┌─ Records for the exercise

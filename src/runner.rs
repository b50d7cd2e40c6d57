use crate::bridge::{self, ReportLayout};
use crate::config::ReportConfig;
use crate::error::{RenderError, ReportError};
use crate::report::{self, RenderContext};
use crate::types::{SpecResult, SuiteResult};
use log::{debug, error, info, warn};
use rayon::ThreadPoolBuilder;
use rayon::prelude::*;
use std::collections::HashMap;
use std::fs::{self, File};
use std::io::{BufWriter, Write};
use std::path::{Path, PathBuf};

/// Aggregate page, relative to the report directory
pub const INDEX_PAGE: &str = "index.html";
/// Search index asset, relative to the report directory
pub const SEARCH_INDEX_FILE: &str = "js/search_index.js";

/// What one generation run wrote
#[derive(Debug, Clone, PartialEq)]
pub struct GenerationSummary {
    /// Every page written, index first
    pub pages: Vec<PathBuf>,
    pub search_index: PathBuf,
}

/// One output page of a generation run
#[derive(Debug, Clone, Copy)]
enum PageJob<'a> {
    Index,
    Spec(&'a SpecResult),
}

/// Generate the full report for a suite
///
/// Normally renders the index page and one page per spec on a worker pool,
/// waits for all of them, then writes the search index. When the suite's
/// setup hook failed only the failure page is written (plus the search index).
///
/// Spec pages that would share a file, or overwrite the index page, are
/// rejected before anything is written. Past that check, a failing page does
/// not stop the others: every page is attempted and all failures are logged
/// before `PagesFailed` is returned.
pub fn generate_reports(
    suite: &SuiteResult,
    ctx: &RenderContext,
    config: &ReportConfig,
) -> Result<GenerationSummary, ReportError> {
    let layout = ReportLayout { project_root: config.project_root.clone(), timestamp: generation_timestamp(suite) };

    let failure_page = bridge::to_failure_page(suite, &layout);
    if failure_page.is_none() {
        check_page_locations(suite, &layout.project_root)?;
    }

    create_dir(&config.report_dir)?;

    let results = match failure_page {
        Some(page) => {
            warn!("Before Suite hook failed, skipping {} spec page(s)", suite.spec_results.len());
            vec![write_page(&config.report_dir, INDEX_PAGE, |w| report::render_failure_page(ctx, &page, w))]
        }
        None => render_pages(suite, ctx, config, &layout)?,
    };

    // Written even when some pages failed; it only depends on the input tree
    let search_index = write_search_index(suite, config)?;

    let total = results.len();
    let mut pages = Vec::with_capacity(total);
    let mut failures = Vec::new();
    for result in results {
        match result {
            Ok(path) => pages.push(path),
            Err(e) => failures.push(e),
        }
    }

    if let Some(first) = failures.into_iter().next() {
        let failed = total - pages.len();
        return Err(ReportError::PagesFailed { failed, total, first: Box::new(first) });
    }

    info!("Generated {} page(s) in {}", pages.len(), config.report_dir.display());
    Ok(GenerationSummary { pages, search_index })
}

/// Every spec page must have its own location, distinct from the index page.
///
/// Checked before any worker starts so two workers never write the same file.
fn check_page_locations(suite: &SuiteResult, project_root: &Path) -> Result<(), ReportError> {
    let mut seen: HashMap<String, &Path> = HashMap::new();
    for spec in &suite.spec_results {
        let location = bridge::to_html_file_name(&spec.file_name, project_root);
        if location == INDEX_PAGE {
            return Err(ReportError::ReservedPage { location, spec: spec.file_name.clone() });
        }
        if let Some(first) = seen.insert(location.clone(), &spec.file_name) {
            return Err(ReportError::DuplicatePage {
                location,
                first: first.to_path_buf(),
                second: spec.file_name.clone(),
            });
        }
    }
    Ok(())
}

/// Render the index page and every spec page on a worker pool.
///
/// Results come back in job order: index first, then specs in input order.
fn render_pages(
    suite: &SuiteResult,
    ctx: &RenderContext,
    config: &ReportConfig,
    layout: &ReportLayout,
) -> Result<Vec<Result<PathBuf, ReportError>>, ReportError> {
    let mut jobs = vec![PageJob::Index];
    jobs.extend(suite.spec_results.iter().map(PageJob::Spec));

    let pool = ThreadPoolBuilder::new().num_threads(config.jobs).build()?;
    debug!("Rendering {} page(s) on {} thread(s)", jobs.len(), pool.current_num_threads());

    let results: Vec<_> =
        pool.install(|| jobs.par_iter().map(|job| render_job(*job, suite, ctx, config, layout)).collect());

    for err in results.iter().filter_map(|r| r.as_ref().err()) {
        error!("{}", err);
    }

    Ok(results)
}

fn render_job(
    job: PageJob<'_>,
    suite: &SuiteResult,
    ctx: &RenderContext,
    config: &ReportConfig,
    layout: &ReportLayout,
) -> Result<PathBuf, ReportError> {
    match job {
        PageJob::Index => {
            let page = bridge::to_index_page(suite, layout);
            write_page(&config.report_dir, INDEX_PAGE, |w| report::render_index_page(ctx, &page, w))
        }
        PageJob::Spec(spec) => {
            let file = bridge::to_html_file_name(&spec.file_name, &layout.project_root);
            let page = bridge::to_spec_page(suite, spec, layout);
            write_page(&config.report_dir, &file, |w| report::render_spec_page(ctx, &page, w))
        }
    }
}

/// Create `file` under the report directory and render into it.
///
/// The file is owned by this call and closed on every path out of it.
fn write_page<F>(report_dir: &Path, file: &str, render: F) -> Result<PathBuf, ReportError>
where
    F: FnOnce(&mut dyn Write) -> Result<(), RenderError>,
{
    let path = report_dir.join(file);
    if let Some(parent) = path.parent() {
        create_dir(parent)?;
    }

    let out = File::create(&path).map_err(|source| ReportError::CreateFile { path: path.clone(), source })?;
    let mut writer = BufWriter::new(out);

    render(&mut writer).map_err(|source| ReportError::Render { page: path.clone(), source })?;
    writer.flush().map_err(|source| ReportError::Write { path: path.clone(), source })?;

    debug!("Wrote {}", path.display());
    Ok(path)
}

fn write_search_index(suite: &SuiteResult, config: &ReportConfig) -> Result<PathBuf, ReportError> {
    let index = report::build_search_index(suite, &config.project_root);
    let script = index.to_script()?;

    let path = config.report_dir.join(SEARCH_INDEX_FILE);
    if let Some(parent) = path.parent() {
        create_dir(parent)?;
    }
    fs::write(&path, script).map_err(|source| ReportError::Write { path: path.clone(), source })?;

    debug!("Wrote search index with {} tag(s) and {} spec title(s)", index.tags.len(), index.specs.len());
    Ok(path)
}

fn create_dir(path: &Path) -> Result<(), ReportError> {
    fs::create_dir_all(path).map_err(|source| ReportError::CreateDir { path: path.to_path_buf(), source })
}

/// Timestamp shown on every page: the suite's own, or local time now.
fn generation_timestamp(suite: &SuiteResult) -> String {
    if !suite.timestamp.is_empty() {
        return suite.timestamp.clone();
    }
    chrono::Local::now().format("%b %-d, %Y at %-I:%M%P").to_string()
}

#[cfg(test)]
#[path = "runner_test.rs"]
mod runner_test;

└─

▶ Work instruction
Retype all of the records so that every line matches the original exactly.

▶ Your response
filename src/runner.rs
repository b50d7cd2e40c6d57
use crate::bridge::{self, ReportLayout};
use crate::config::ReportConfig;
use crate::error::{RenderError, ReportError};
use crate::report::{self, RenderContext};
use crate::types::{SpecResult, SuiteResult};
use log::{debug, error, info, warn};
use rayon::ThreadPoolBuilder;
use rayon::prelude::*;
use std::collections::HashMap;
use std::fs::{self, File};
use std::io::{BufWriter, Write};
use std::path::{Path, PathBuf};

/// Aggregate page, relative to the report directory
pub const INDEX_PAGE: &str = "index.html";
/// Search index asset, relative to the report directory
pub const SEARCH_INDEX_FILE: &str = "js/search_index.js";

/// What one generation run wrote
#[derive(Debug, Clone, PartialEq)]
pub struct GenerationSummary {
    /// Every page written, index first
    pub pages: Vec<PathBuf>,
    pub search_index: PathBuf,
}

/// One output page of a generation run
#[derive(Debug, Clone, Copy)]
enum PageJob<'a> {
    Index,
    Spec(&'a SpecResult),
}

/// Generate the full report for a suite
///
/// Normally renders the index page and one page per spec on a worker pool,
/// waits for all of them, then writes the search index. When the suite's
/// setup hook failed only the failure page is written (plus the search index).
///
/// Spec pages that would share a file, or overwrite the index page, are
/// rejected before anything is written. Past that check, a failing page does
/// not stop the others: every page is attempted and all failures are logged
/// before `PagesFailed` is returned.
pub fn generate_reports(
    suite: &SuiteResult,
    ctx: &RenderContext,
    config: &ReportConfig,
) -> Result<GenerationSummary, ReportError> {
    let layout = ReportLayout { project_root: config.project_root.clone(), timestamp: generation_timestamp(suite) };

    let failure_page = bridge::to_failure_page(suite, &layout);
    if failure_page.is_none() {
        check_page_locations(suite, &layout.project_root)?;
    }

    create_dir(&config.report_dir)?;

    let results = match failure_page {
        Some(page) => {
            warn!("Before Suite hook failed, skipping {} spec page(s)", suite.spec_results.len());
            vec![write_page(&config.report_dir, INDEX_PAGE, |w| report::render_failure_page(ctx, &page, w))]
        }
        None => render_pages(suite, ctx, config, &layout)?,
    };

    // Written even when some pages failed; it only depends on the input tree
    let search_index = write_search_index(suite, config)?;

    let total = results.len();
    let mut pages = Vec::with_capacity(total);
    let mut failures = Vec::new();
    for result in results {
        match result {
            Ok(path) => pages.push(path),
            Err(e) => failures.push(e),
        }
    }

    if let Some(first) = failures.into_iter().next() {
        let failed = total - pages.len();
        return Err(ReportError::PagesFailed { failed, total, first: Box::new(first) });
    }

    info!("Generated {} page(s) in {}", pages.len(), config.report_dir.display());
    Ok(GenerationSummary { pages, search_index })
}

/// Every spec page must have its own location, distinct from the index page.
///
/// Checked before any worker starts so two workers never write the same file.
fn check_page_locations(suite: &SuiteResult, project_root: &Path) -> Result<(), ReportError> {
    let mut seen: HashMap<String, &Path> = HashMap::new();
    for spec in &suite.spec_results {
        let location = bridge::to_html_file_name(&spec.file_name, project_root);
        if location == INDEX_PAGE {
            return Err(ReportError::ReservedPage { location, spec: spec.file_name.clone() });
        }
        if let Some(first) = seen.insert(location.clone(), &spec.file_name) {
            return Err(ReportError::DuplicatePage {
                location,
                first: first.to_path_buf(),
                second: spec.file_name.clone(),
            });
        }
    }
    Ok(())
}

/// Render the index page and every spec page on a worker pool.
///
/// Results come back in job order: index first, then specs in input order.
fn render_pages(
    suite: &SuiteResult,
    ctx: &RenderContext,
    config: &ReportConfig,
    layout: &ReportLayout,
) -> Result<Vec<Result<PathBuf, ReportError>>, ReportError> {
    let mut jobs = vec![PageJob::Index];
    jobs.extend(suite.spec_results.iter().map(PageJob::Spec));

    let pool = ThreadPoolBuilder::new().num_threads(config.jobs).build()?;
    debug!("Rendering {} page(s) on {} thread(s)", jobs.len(), pool.current_num_threads());

    let results: Vec<_> =
        pool.install(|| jobs.par_iter().map(|job| render_job(*job, suite, ctx, config, layout)).collect());

    for err in results.iter().filter_map(|r| r.as_ref().err()) {
        error!("{}", err);
    }

    Ok(results)
}

fn render_job(
    job: PageJob<'_>,
    suite: &SuiteResult,
    ctx: &RenderContext,
    config: &ReportConfig,
    layout: &ReportLayout,
) -> Result<PathBuf, ReportError> {
    match job {
        PageJob::Index => {
            let page = bridge::to_index_page(suite, layout);
            write_page(&config.report_dir, INDEX_PAGE, |w| report::render_index_page(ctx, &page, w))
        }
        PageJob::Spec(spec) => {
            let file = bridge::to_html_file_name(&spec.file_name, &layout.project_root);
            let page = bridge::to_spec_page(suite, spec, layout);
            write_page(&config.report_dir, &file, |w| report::render_spec_page(ctx, &page, w))
        }
    }
}

/// Create `file` under the report directory and render into it.
///
/// The file is owned by this call and closed on every path out of it.
fn write_page<F>(report_dir: &Path, file: &str, render: F) -> Result<PathBuf, ReportError>
where
    F: FnOnce(&mut dyn Write) -> Result<(), RenderError>,
{
    let path = report_dir.join(file);
    if let Some(parent) = path.parent() {
        create_dir(parent)?;
    }

    let out = File::create(&path).map_err(|source| ReportError::CreateFile { path: path.clone(), source })?;
    let mut writer = BufWriter::new(out);

    render(&mut writer).map_err(|source| ReportError::Render { page: path.clone(), source })?;
    writer.flush().map_err(|source| ReportError::Write { path: path.clone(), source })?;

    debug!("Wrote {}", path.display());
    Ok(path)
}

fn write_search_index(suite: &SuiteResult, config: &ReportConfig) -> Result<PathBuf, ReportError> {
    let index = report::build_search_index(suite, &config.project_root);
    let script = index.to_script()?;

    let path = config.report_dir.join(SEARCH_INDEX_FILE);
    if let Some(parent) = path.parent() {
        create_dir(parent)?;
    }
    fs::write(&path, script).map_err(|source| ReportError::Write { path: path.clone(), source })?;

    debug!("Wrote search index with {} tag(s) and {} spec title(s)", index.tags.len(), index.specs.len());
    Ok(path)
}

fn create_dir(path: &Path) -> Result<(), ReportError> {
    fs::create_dir_all(path).map_err(|source| ReportError::CreateDir { path: path.to_path_buf(), source })
}

/// Timestamp shown on every page: the suite's own, or local time now.
fn generation_timestamp(suite: &SuiteResult) -> String {
    if !suite.timestamp.is_empty() {
        return suite.timestamp.clone();
    }
    chrono::Local::now().format("%b %-d, %Y at %-I:%M%P").to_string()
}

#[cfg(test)]
#[path = "runner_test.rs"]
mod runner_test;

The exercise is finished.